When I first landed at O’Hare, freshly arrived for my summer living on that aforementioned porch, I was so completely swept up by it all. Making my way to the Blue Line, every last summerly possession tucked away in the duffel on my shoulder, I just about squealed out loud, “There is nothing better than new.” After being so staidly myself for so long in Boston, wearing the same exact clothes to walk the same dogs down the same streets and doing it all with a stomach full of the same breakfast, here I was about to live somewhere so different. Shortly thereafter, I took a job walking dogs.
Those moments I mentioned, when I place myself in competition with Austin, I’m certain it returns, again, to change. Because in an almost sacredly kind of Gemini fashion, Austin is constantly switching up his interests, his habits, his preferences. We watched Survivor for months on end until that got replaced, and only briefly, with The Great British Bake Off before the early (and objectively excellent) seasons of Grey’s Anatomy took precedence.
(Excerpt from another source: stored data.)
// Copyright (C) 2026 Fred Clausen
// Use of this source code is governed by an MIT-style
// license that can be found in the LICENSE file or at
// https://opensource.org/licenses/MIT.

//! Database backend-specific code.
//!
//! This module isolates backend-specific initialization, migration,
//! and helper functions that cannot be expressed in backend-agnostic
//! Diesel DSL.
//!
//! ## Backend Support
//!
//! - `sqlite` — `SQLite` backend (default for development and testing)
//! - `mysql` — MySQL/MariaDB backend (validated via opt-in tests)
//!
//! ## Backend-Agnostic Code
//!
//! Most persistence code should be backend-agnostic and use Diesel DSL.
//! Backend-specific code is limited to:
//!
//! - Connection initialization
//! - Migration execution
//! - Backend-specific configuration (e.g., PRAGMA, engine settings)
//! - Backend-specific workarounds for missing Diesel DSL features
//!
//! All domain queries and mutations live in `queries/` and `mutations/`
//! modules and must work across all supported backends.

pub mod mysql;
pub mod sqlite;

use diesel::{Connection, MysqlConnection, SqliteConnection};

use crate::error::PersistenceError;

/// Trait for backend-specific operations.
///
/// This trait provides a unified interface for operations that cannot be
/// expressed in backend-agnostic Diesel DSL, such as retrieving the last
/// inserted row ID or verifying foreign key enforcement.
pub trait PersistenceBackend: Connection {
    /// Retrieves the last inserted row ID.
    ///
    /// Diesel's `RETURNING` clause support varies across backends, so
    /// inserts that need the generated ID go through this instead.
    ///
    /// # Errors
    ///
    /// Returns an error if the query fails.
    fn get_last_insert_rowid(&mut self) -> Result<i64, PersistenceError>;

    /// Verifies that foreign key enforcement is enabled.
    ///
    /// The junction get-or-create retry and the bridge invariants depend
    /// on referential integrity actually being enforced, so this is a
    /// startup-time check.
    ///
    /// # Errors
    ///
    /// Returns an error if foreign key enforcement is not enabled.
    fn verify_foreign_key_enforcement(&mut self) -> Result<(), PersistenceError>;
}

impl PersistenceBackend for SqliteConnection {
    fn get_last_insert_rowid(&mut self) -> Result<i64, PersistenceError> {
        sqlite::get_last_insert_rowid(self)
    }

    fn verify_foreign_key_enforcement(&mut self) -> Result<(), PersistenceError> {
        sqlite::verify_foreign_key_enforcement(self)
    }
}

impl PersistenceBackend for MysqlConnection {
    fn get_last_insert_rowid(&mut self) -> Result<i64, PersistenceError> {
        mysql::get_last_insert_rowid(self)
    }

    fn verify_foreign_key_enforcement(&mut self) -> Result<(), PersistenceError> {
        mysql::verify_foreign_key_enforcement(self)
    }
}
And yet all the while: he is himself. Swapping one binged show or hair cut or sneaker for another based solely on what feels good and right. Something so fundamental and true pushing him toward change while I so easily feel like as much as I shake up the ingredients, my meals stay the same. But what is true about me is that something fundamental had changed that night we saw Mitski in Central Park—nine months after we saw her in Brooklyn and Austin first shared his feelings for me and I was too scared to possibly lose him as a friend in exchange for anything different. It was my arms wrapped around him now, not the other way around, and I was the one expressing something, if only physically, from some vulnerable little place. Thinking of a future in which he and I look so perfectly different together while, from the stage, Mitski sang, “To think that we could stay the same but we’re just two slow dancers, last ones out.”